Overhill Farms Announces Revenues of $192.6 Million and Net Income of $4.6 Million for Fiscal 2007

Net and Operating Income Declined Due to Sarbanes-Oxley Costs, Sharply Higher Commodity Prices

LOS ANGELES, CA--(Marketwire - December 11, 2007) - Overhill Farms, Inc. (AMEX: OFI) reported record net revenues of $192.6 million for fiscal 2007, up $24.3 million, or 14.4%, from the $168.3 million reported for fiscal 2006.

Net income for fiscal 2007 was $4.6 million ($0.30 per basic share and $0.29 per diluted share) as compared to $5.1 million ($0.34 per basic share and $0.32 per diluted share) for fiscal 2006, a decline of $540,000, or 10.6%.

The Company reported that operating income for fiscal 2007 was affected by sharply higher commodity prices, as well as short-term startup costs related to the previously announced launch of two major products lines and construction related to a previously announced $7.0 million plant expansion project. The Company noted that the inefficiencies related to the start-up of new business have been resolved and its plant expansion has been substantially completed. However, commodity prices continue to negatively affect margins.

Net income was also affected by first-time costs related to compliance with Sarbanes-Oxley Section 404 requirements for evaluation and assessment of the Company's internal control over financial reporting.

Gross profit for fiscal 2007 was $19.9 million, a decline of $1.5 million, or 7.0%, from the $21.5 million reported a year earlier. Gross profit as a percentage of net revenues was 10.4% for fiscal 2007, compared to 12.8% for fiscal 2006.

James Rudis, the Company's Chairman and Chief Executive Officer, said, "Our strong annual revenues demonstrate our success in attracting and retaining business from some of the food industry's leading customers. At the same time, like many other food manufacturers, we have been challenged by dramatic increases in the cost of virtually all of the commodities that go into our products."

Mr.

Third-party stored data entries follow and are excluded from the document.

use secrecy::SecretString;

/// Which upstream protocol generation a client speaks.
///
/// The two generations are incompatible — different base paths, payload
/// formats (JSON vs XML-over-form-POST), session material, and arm-type
/// encodings — and are never mixed within one client instance.
#[derive(Debug, Clone, Copy, PartialEq, Eq)]
pub enum ProtocolGeneration {
    /// JSON REST endpoints under `TC2API.TCResource/api/`, bearer-token auth.
    Rest,
    /// XML-bodied form-POST endpoints under `TC21api/tc2.asmx`, session-id auth.
    Legacy,
}

impl ProtocolGeneration {
    /// The production base URL for this generation's resource endpoints.
    pub fn default_base_url(self) -> &'static str {
        match self {
            Self::Rest => "https://rs.alarmnet.com/TC2API.TCResource/api",
            Self::Legacy => "https://rs.alarmnet.com/TC21api/tc2.asmx",
        }
    }
}

/// Account credential, supplied once at construction and immutable for
/// the client's lifetime. Re-used whenever session material must be
/// (re)obtained; never persisted.
#[derive(Debug, Clone)]
pub struct Credentials {
    pub username: String,
    pub password: SecretString,
}

impl Credentials {
    pub fn new(username: impl Into<String>, password: SecretString) -> Self {
        Self {
            username: username.into(),
            password,
        }
    }
}

/// Bearer token obtained from the identity endpoint (REST generation).
///
/// Immutable once issued; a refresh produces a whole new value rather
/// than patching this one in place.
#[derive(Debug, Clone)]
pub struct BearerToken {
    pub token_type: String,
    pub access_token: String,
}

impl BearerToken {
    /// The `Authorization` header value for this token.
    pub fn header_value(&self) -> String {
        format!("{} {}", self.token_type, self.access_token)
    }
}
//! Core document types, errors, numbering and display formatting.
//!
//! Everything downstream of the cart speaks these types: the matcher and
//! deduplicator consume [`CartItem`]s, the renderers consume [`ExportData`],
//! and the persister produces [`DocumentRecord`]s.

mod display;
mod error;
mod numbering;
mod types;

pub use display::display_name;
pub use error::*;
pub use numbering::*;
pub use types::*;

pub(crate) use display::format_ru_amount;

Rudis noted that "prices for poultry, dairy, cheese, eggs, wheat, corn products and oils rose sharply during the year, some reaching historic highs. While much of our commodity needs are covered by long-term contracts, sales to several of our major customers during the year were higher than we anticipated when we negotiated our supply contracts. This required purchases in the spot markets at higher prices, which negatively affected overall material costs and gross margins."

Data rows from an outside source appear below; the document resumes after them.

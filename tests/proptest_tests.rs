use domeo_docs::{DocumentType, mint_numbers, sanitize_filename, transliterate};
use proptest::prelude::*;

proptest! {
    /// Transliteration never emits non-ASCII output.
    #[test]
    fn transliteration_is_always_ascii(input in "\\PC{0,64}") {
        prop_assert!(transliterate(&input).is_ascii());
    }

    /// Sanitized filenames contain only filename-safe characters.
    #[test]
    fn sanitized_filenames_are_safe(input in "\\PC{0,64}") {
        let sanitized = sanitize_filename(&input);
        prop_assert!(sanitized
            .chars()
            .all(|c| c.is_ascii_alphanumeric() || matches!(c, '.' | '_' | '-')));
    }

    /// ASCII-safe input survives sanitization unchanged.
    #[test]
    fn safe_input_is_untouched(input in "[A-Za-z0-9._-]{0,64}") {
        prop_assert_eq!(sanitize_filename(&input), input);
    }

    /// Both minted numbers always share the timestamp suffix.
    #[test]
    fn minted_numbers_share_suffix(ts in 0i64..=4_102_444_800_000) {
        for doc_type in [DocumentType::Quote, DocumentType::Invoice, DocumentType::Order] {
            let numbers = mint_numbers(doc_type, ts);
            let export_suffix = numbers.export_facing.rsplit('-').next().unwrap().to_string();
            let canonical_suffix = numbers.canonical.rsplit('-').next().unwrap().to_string();
            prop_assert_eq!(&export_suffix, &canonical_suffix);
            prop_assert_eq!(export_suffix, ts.to_string());
            prop_assert!(numbers.export_facing.is_ascii());
        }
    }
}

"The Company is now in the process of negotiating annual contracts with several of its customers and key vendors," Mr. Rudis said, and noted further that "we believe that we will be able to improve margins during calendar 2008 through a combination of reduced purchase prices for some raw materials, increases in sales prices to some of our customers, and replacing some lower-margin business with more profitable new accounts."

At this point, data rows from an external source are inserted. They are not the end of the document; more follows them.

//! WebDriver binary resolution.
//!
//! The chromedriver binary lives in different places across dev machines,
//! Docker images and serverless bundles. Resolution walks an ordered list
//! of strategies and takes the first existing executable; when nothing is
//! found the hardcoded default is returned and the launch error will name
//! it.

use std::env;
use std::path::{Path, PathBuf};

/// Environment variable overriding the driver location.
pub const DRIVER_ENV_VAR: &str = "CHROMEDRIVER_PATH";

const DRIVER_BINARY: &str = "chromedriver";

const WELL_KNOWN_PATHS: &[&str] = &[
    "/usr/bin/chromedriver",
    "/usr/local/bin/chromedriver",
    "/opt/homebrew/bin/chromedriver",
    "/snap/bin/chromium.chromedriver",
];

const DEFAULT_PATH: &str = "/usr/bin/chromedriver";

/// One strategy for locating the driver binary.
#[derive(Debug, Clone)]
pub enum DriverLocator {
    /// Explicit path from an environment variable.
    EnvOverride(&'static str),
    /// Search the directories on `$PATH` for the named binary.
    PathSearch(&'static str),
    /// Probe a fixed list of well-known install locations.
    WellKnown(&'static [&'static str]),
}

impl DriverLocator {
    fn candidates(&self) -> Vec<PathBuf> {
        match self {
            Self::EnvOverride(var) => env::var(var)
                .ok()
                .filter(|value| !value.is_empty())
                .map(PathBuf::from)
                .into_iter()
                .collect(),
            Self::PathSearch(binary) => env::var_os("PATH")
                .map(|path| {
                    env::split_paths(&path)
                        .map(|dir| dir.join(binary))
                        .collect()
                })
                .unwrap_or_default(),
            Self::WellKnown(paths) => paths.iter().map(PathBuf::from).collect(),
        }
    }
}

/// Resolve the chromedriver path.
///
/// Order: environment override, `$PATH` search, well-known locations, and
/// finally the hardcoded default (returned even when absent).
pub fn resolve_driver_path() -> PathBuf {
    let strategies = [
        DriverLocator::EnvOverride(DRIVER_ENV_VAR),
        DriverLocator::PathSearch(DRIVER_BINARY),
        DriverLocator::WellKnown(WELL_KNOWN_PATHS),
    ];
    for strategy in &strategies {
        for candidate in strategy.candidates() {
            if is_executable(&candidate) {
                return candidate;
            }
        }
    }
    PathBuf::from(DEFAULT_PATH)
}

#[cfg(unix)]
fn is_executable(path: &Path) -> bool {
    use std::os::unix::fs::PermissionsExt;
    path.metadata()
        .map(|meta| meta.is_file() && meta.permissions().mode() & 0o111 != 0)
        .unwrap_or(false)
}

#[cfg(not(unix))]
fn is_executable(path: &Path) -> bool {
    path.is_file()
}

#[cfg(test)]
mod tests {
    use super::*;

    #[test]
    fn falls_back_to_default_when_nothing_exists() {
        // The env var is unset in test runs and the well-known paths may or
        // may not exist; the function must still return something usable.
        let path = resolve_driver_path();
        assert!(!path.as_os_str().is_empty());
    }

    // One test owns the env var: parallel tests sharing it would race.
    #[cfg(unix)]
    #[test]
    fn env_override_requires_an_executable_file() {
        use std::fs;
        use std::os::unix::fs::PermissionsExt;

        let dir = std::env::temp_dir().join("domeo-docs-driver-test");
        fs::create_dir_all(&dir).unwrap();
        let fake = dir.join("chromedriver");
        fs::write(&fake, "#!/bin/sh\n").unwrap();

        fs::set_permissions(&fake, fs::Permissions::from_mode(0o755)).unwrap();
        // SAFETY: test-only process-local env mutation.
        unsafe { std::env::set_var(DRIVER_ENV_VAR, &fake) };
        assert_eq!(resolve_driver_path(), fake);

        fs::set_permissions(&fake, fs::Permissions::from_mode(0o644)).unwrap();
        assert_ne!(resolve_driver_path(), fake);

        unsafe { std::env::remove_var(DRIVER_ENV_VAR) };
    }
}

Net revenues for the three months ended September 30, 2007 were $53.0 million, up $11.9 million, or 29.0%, from $41.1 million in the same period in 2006. Net income for the three months ended September 30, 2007 was $1.0 million ($0.07 per basic share and $0.06 per diluted share), down $532,000, or 33.3%, from $1.6 million ($0.10 per basic share and $0.10 per diluted share) in the same period in 2006. Gross profit for the three months ended September 30, 2007 was $4.9 million, down from $5.6 million in the same period in 2006.

The Company said that the rise in the trading price of its shares in fiscal 2007 required it to comply with Sarbanes-Oxley Section 404 reporting requirements beginning with its Form 10-K for fiscal 2007. The Company had previously anticipated that it first would become subject to Sarbanes-Oxley Section 404 reporting requirements in fiscal 2008.

Preparation for compliance with the Sarbanes-Oxley Section 404 requirements resulted in expenses of $874,000 during fiscal 2007, primarily in fees for professional services. The Company expects annual costs related to Sarbanes-Oxley on an ongoing basis will decrease by approximately $600,000.

"The Company timely completed its initial Sarbanes-Oxley Section 404 compliance measures by the fiscal year-end," Mr. Rudis said.

By customer category, the Company said fiscal 2007 net revenues from retail customers increased by $33.4 million, or 41.2%, to $114.4 million from the $81.0 million reported a year earlier. This increase was largely due to new business from a major national-brand food company and the addition of a private label line of 24 new items for Safeway Inc.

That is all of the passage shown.